Each line of the data below that includes the string "expected" must be copied.

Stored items
........
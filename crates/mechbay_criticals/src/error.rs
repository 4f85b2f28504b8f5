//! # Criticals Error Types
//!
//! All errors that can occur while placing, moving or reserving critical
//! slots. Placement failures are expected outcomes and are always returned
//! as values; none of them leave partial state behind.

use mechbay_shared::{Location, SharedError};
use thiserror::Error;

use crate::allocation::GroupId;

/// Errors that can occur in the criticals core.
#[derive(Error, Debug, Clone, PartialEq, Eq)]
pub enum CriticalsError {
    /// Slot index is past the end of the location.
    #[error("slot {index} is out of range for {location} ({total} slots)")]
    SlotOutOfRange {
        /// Location addressed.
        location: Location,
        /// Offending 0-based index.
        index: usize,
        /// Slot count of the location.
        total: usize,
    },

    /// Slot already holds a system component or other equipment.
    #[error("{location} slot {index} is already occupied")]
    SlotOccupied {
        /// Location addressed.
        location: Location,
        /// Occupied 0-based index.
        index: usize,
    },

    /// No contiguous run is long enough.
    #[error("{location} has no run of {required} free slots (largest is {largest})")]
    InsufficientSpace {
        /// Location addressed.
        location: Location,
        /// Slots required.
        required: usize,
        /// Largest contiguous free run available.
        largest: usize,
    },

    /// Equipment definition is unusable.
    #[error("invalid equipment definition: {0}")]
    InvalidDefinition(String),

    /// No allocation with this group id exists on the unit.
    #[error("equipment group not found: {0}")]
    GroupNotFound(GroupId),

    /// The group exists but sits in the unallocated pool.
    #[error("equipment group {0} is not placed")]
    NotPlaced(GroupId),

    /// The group is already placed.
    #[error("equipment group {0} is already placed")]
    AlreadyPlaced(GroupId),

    /// A slot the equipment slot refers to does not belong to it.
    #[error("{location} slot {index} does not belong to equipment group {group_id}")]
    AllocationMismatch {
        /// Group that was expected.
        group_id: GroupId,
        /// Location addressed.
        location: Location,
        /// Slot index.
        index: usize,
    },

    /// System reservation collides with a fixed or differently-owned slot.
    #[error("{location} slot {index} is already reserved for {existing}")]
    SystemSlotConflict {
        /// Location addressed.
        location: Location,
        /// Slot index.
        index: usize,
        /// Name of the component already holding the slot.
        existing: String,
    },

    /// Engine/gyro combination does not fit the chassis.
    #[error("invalid system configuration: {}", errors.join("; "))]
    InvalidCombination {
        /// Validation messages.
        errors: Vec<String>,
    },

    /// Location name not recognised.
    #[error("unknown location: {0}")]
    UnknownLocation(String),

    /// Invalid options file.
    #[error("invalid configuration: {0}")]
    InvalidConfig(String),
}

impl From<SharedError> for CriticalsError {
    fn from(err: SharedError) -> Self {
        match err {
            SharedError::UnknownLocation(name) => Self::UnknownLocation(name),
            SharedError::ZeroSlots(_) => Self::InvalidDefinition(err.to_string()),
            SharedError::UnknownEngine(_) | SharedError::UnknownGyro(_) => {
                Self::InvalidConfig(err.to_string())
            }
        }
    }
}

/// Result type for criticals operations.
pub type CriticalsResult<T> = Result<T, CriticalsError>;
........
◆ Result of the exercise ◆
//! slots. Placement failures are expected outcomes and are always returned
        /// Group that was expected.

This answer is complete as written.